(Source records)
== Segment start ==

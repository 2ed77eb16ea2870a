//! The `Optional<T>` type - a value that may be absent.
//!
//! `Optional<T>` is either `Some(value)` or `None`. Unlike a bare nullable,
//! it never stores a null marker as a present value: constructing it from a
//! nullable source collapses null to `None`.
//!
//! # Examples
//!
//! ```rust
//! use railway::Optional;
//!
//! let present = Optional::some(42);
//! assert!(present.has_value());
//! assert_eq!(present.value(), Ok(&42));
//!
//! let absent: Optional<i32> = Optional::none();
//! assert!(absent.has_no_value());
//! assert!(absent.value().is_err());
//!
//! // Null collapses to empty rather than to "some(null)".
//! let collapsed: Optional<String> = Optional::from_nullable(None);
//! assert_eq!(collapsed, Optional::none());
//! ```

use std::cmp::Ordering;
use std::fmt;

use crate::comparer::{EqualityComparer, OrderComparer};
use crate::error::{ContractError, Fallible, require_argument};

/// An optional value.
///
/// Every `Optional` is an immutable value: combinators always produce a new
/// instance and leave the receiver untouched.
///
/// Ordering places `None` before any `Some`, and orders two `Some` values
/// by payload.
#[derive(Clone, Copy, PartialEq, Eq, PartialOrd, Ord, Hash)]
#[cfg_attr(feature = "serde", derive(serde::Serialize, serde::Deserialize))]
pub enum Optional<T> {
    /// No value.
    None,
    /// A present value.
    Some(T),
}

impl<T> Optional<T> {
    // =========================================================================
    // Construction
    // =========================================================================

    /// Creates a present `Optional`.
    #[inline]
    pub const fn some(value: T) -> Self {
        Self::Some(value)
    }

    /// Creates an empty `Optional`.
    #[inline]
    pub const fn none() -> Self {
        Self::None
    }

    /// Creates an `Optional` from a nullable value; null collapses to `None`.
    ///
    /// # Examples
    ///
    /// ```rust
    /// use railway::Optional;
    ///
    /// assert_eq!(Optional::from_nullable(Some(3)), Optional::some(3));
    /// assert_eq!(Optional::<i32>::from_nullable(None), Optional::none());
    /// ```
    #[inline]
    pub fn from_nullable(value: Option<T>) -> Self {
        value.map_or(Self::None, Self::Some)
    }

    /// Creates a present `Optional` from a nullable value that must not be null.
    ///
    /// # Errors
    ///
    /// Returns [`ContractError::ArgumentNull`] if `value` is `None`.
    ///
    /// # Examples
    ///
    /// ```rust
    /// use railway::Optional;
    ///
    /// assert_eq!(Optional::try_some(Some(1)), Ok(Optional::some(1)));
    /// assert!(Optional::<i32>::try_some(None).unwrap_err().is_argument_null());
    /// ```
    pub fn try_some(value: Option<T>) -> Fallible<Self> {
        require_argument("value", value).map(Self::Some)
    }

    // =========================================================================
    // State
    // =========================================================================

    /// Returns `true` if a value is present.
    #[inline]
    pub const fn has_value(&self) -> bool {
        matches!(self, Self::Some(_))
    }

    /// Returns `true` if no value is present.
    #[inline]
    pub const fn has_no_value(&self) -> bool {
        !self.has_value()
    }

    // =========================================================================
    // Accessors
    // =========================================================================

    /// Returns a reference to the value.
    ///
    /// # Errors
    ///
    /// Returns [`ContractError::InvalidOperation`] if the optional is empty.
    pub fn value(&self) -> Fallible<&T> {
        match self {
            Self::Some(value) => Ok(value),
            Self::None => Err(no_value("Optional::value")),
        }
    }

    /// Consumes the optional and returns its value.
    ///
    /// # Errors
    ///
    /// Returns [`ContractError::InvalidOperation`] if the optional is empty.
    pub fn into_value(self) -> Fallible<T> {
        match self {
            Self::Some(value) => Ok(value),
            Self::None => Err(no_value("Optional::into_value")),
        }
    }

    /// Returns the value, or `default` when empty.
    #[inline]
    pub fn value_or(self, default: T) -> T {
        match self {
            Self::Some(value) => value,
            Self::None => default,
        }
    }

    /// Returns the value, or the result of `default` when empty.
    ///
    /// `default` runs only for an empty optional.
    #[inline]
    pub fn value_or_else<F>(self, default: F) -> T
    where
        F: FnOnce() -> T,
    {
        match self {
            Self::Some(value) => value,
            Self::None => default(),
        }
    }

    /// Converts `&Optional<T>` into `Optional<&T>`.
    #[inline]
    pub const fn as_ref(&self) -> Optional<&T> {
        match self {
            Self::Some(value) => Optional::Some(value),
            Self::None => Optional::None,
        }
    }

    /// Converts into a nullable value.
    #[inline]
    pub fn to_nullable(self) -> Option<T> {
        match self {
            Self::Some(value) => Some(value),
            Self::None => None,
        }
    }

    /// Returns a borrowed nullable view of the value.
    #[inline]
    pub const fn as_nullable(&self) -> Option<&T> {
        match self {
            Self::Some(value) => Some(value),
            Self::None => None,
        }
    }

    /// Iterates over the value: one element when present, none when empty.
    ///
    /// The iterator borrows the optional, so it can be re-created any
    /// number of times with identical results.
    ///
    /// # Examples
    ///
    /// ```rust
    /// use railway::Optional;
    ///
    /// let present = Optional::some(7);
    /// assert_eq!(present.iter().count(), 1);
    /// assert_eq!(present.iter().count(), 1);
    /// assert_eq!(Optional::<i32>::none().iter().next(), None);
    /// ```
    #[inline]
    pub fn iter(&self) -> std::option::IntoIter<&T> {
        self.as_nullable().into_iter()
    }

    // =========================================================================
    // Comparison
    // =========================================================================

    /// Compares two optionals with a custom payload equality.
    ///
    /// Both empty, or both present with equal payloads, compare equal.
    pub fn eq_with<C>(&self, other: &Self, comparer: &C) -> bool
    where
        C: EqualityComparer<T> + ?Sized,
    {
        match (self, other) {
            (Self::Some(left), Self::Some(right)) => comparer.equals(left, right),
            (Self::None, Self::None) => true,
            _ => false,
        }
    }

    /// Orders two optionals with a custom payload ordering; `None` sorts first.
    pub fn compare_with<C>(&self, other: &Self, comparer: &C) -> Ordering
    where
        C: OrderComparer<T> + ?Sized,
    {
        match (self, other) {
            (Self::Some(left), Self::Some(right)) => comparer.compare(left, right),
            (Self::None, Self::None) => Ordering::Equal,
            (Self::None, Self::Some(_)) => Ordering::Less,
            (Self::Some(_), Self::None) => Ordering::Greater,
        }
    }
}

impl<T: Default> Optional<T> {
    /// Returns the value, or `T::default()` when empty.
    #[inline]
    pub fn value_or_default(self) -> T {
        self.value_or_else(T::default)
    }
}

impl<T> Default for Optional<T> {
    #[inline]
    fn default() -> Self {
        Self::None
    }
}

fn no_value(operation: &'static str) -> ContractError {
    ContractError::invalid_operation(operation, "optional has no value")
}

// =============================================================================
// Formatting
// =============================================================================

impl<T: fmt::Debug> fmt::Debug for Optional<T> {
    fn fmt(&self, formatter: &mut fmt::Formatter<'_>) -> fmt::Result {
        match self {
            Self::Some(value) => formatter.debug_tuple("Some").field(value).finish(),
            Self::None => formatter.write_str("None"),
        }
    }
}

impl<T: fmt::Display> fmt::Display for Optional<T> {
    fn fmt(&self, formatter: &mut fmt::Formatter<'_>) -> fmt::Result {
        match self {
            Self::Some(value) => write!(formatter, "Some({value})"),
            Self::None => formatter.write_str("None"),
        }
    }
}

// =============================================================================
// Conversions
// =============================================================================

impl<T> From<Option<T>> for Optional<T> {
    #[inline]
    fn from(value: Option<T>) -> Self {
        Self::from_nullable(value)
    }
}

impl<T> From<Optional<T>> for Option<T> {
    #[inline]
    fn from(value: Optional<T>) -> Self {
        value.to_nullable()
    }
}

impl<T> IntoIterator for Optional<T> {
    type Item = T;
    type IntoIter = std::option::IntoIter<T>;

    fn into_iter(self) -> Self::IntoIter {
        self.to_nullable().into_iter()
    }
}

impl<'a, T> IntoIterator for &'a Optional<T> {
    type Item = &'a T;
    type IntoIter = std::option::IntoIter<&'a T>;

    fn into_iter(self) -> Self::IntoIter {
        self.iter()
    }
}

impl<T> FromIterator<T> for Optional<T> {
    /// Takes the first element of the iterator, if any.
    fn from_iter<I: IntoIterator<Item = T>>(iterator: I) -> Self {
        Self::from_nullable(iterator.into_iter().next())
    }
}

== Segment end ==

▸ **WORK INSTRUCTIONS**:
Only lines with the word "bool" are wanted, so copy each one from the records.

▸ **COMPLETED TASK**:
    pub const fn has_value(&self) -> bool {
    pub const fn has_no_value(&self) -> bool {
    pub fn eq_with<C>(&self, other: &Self, comparer: &C) -> bool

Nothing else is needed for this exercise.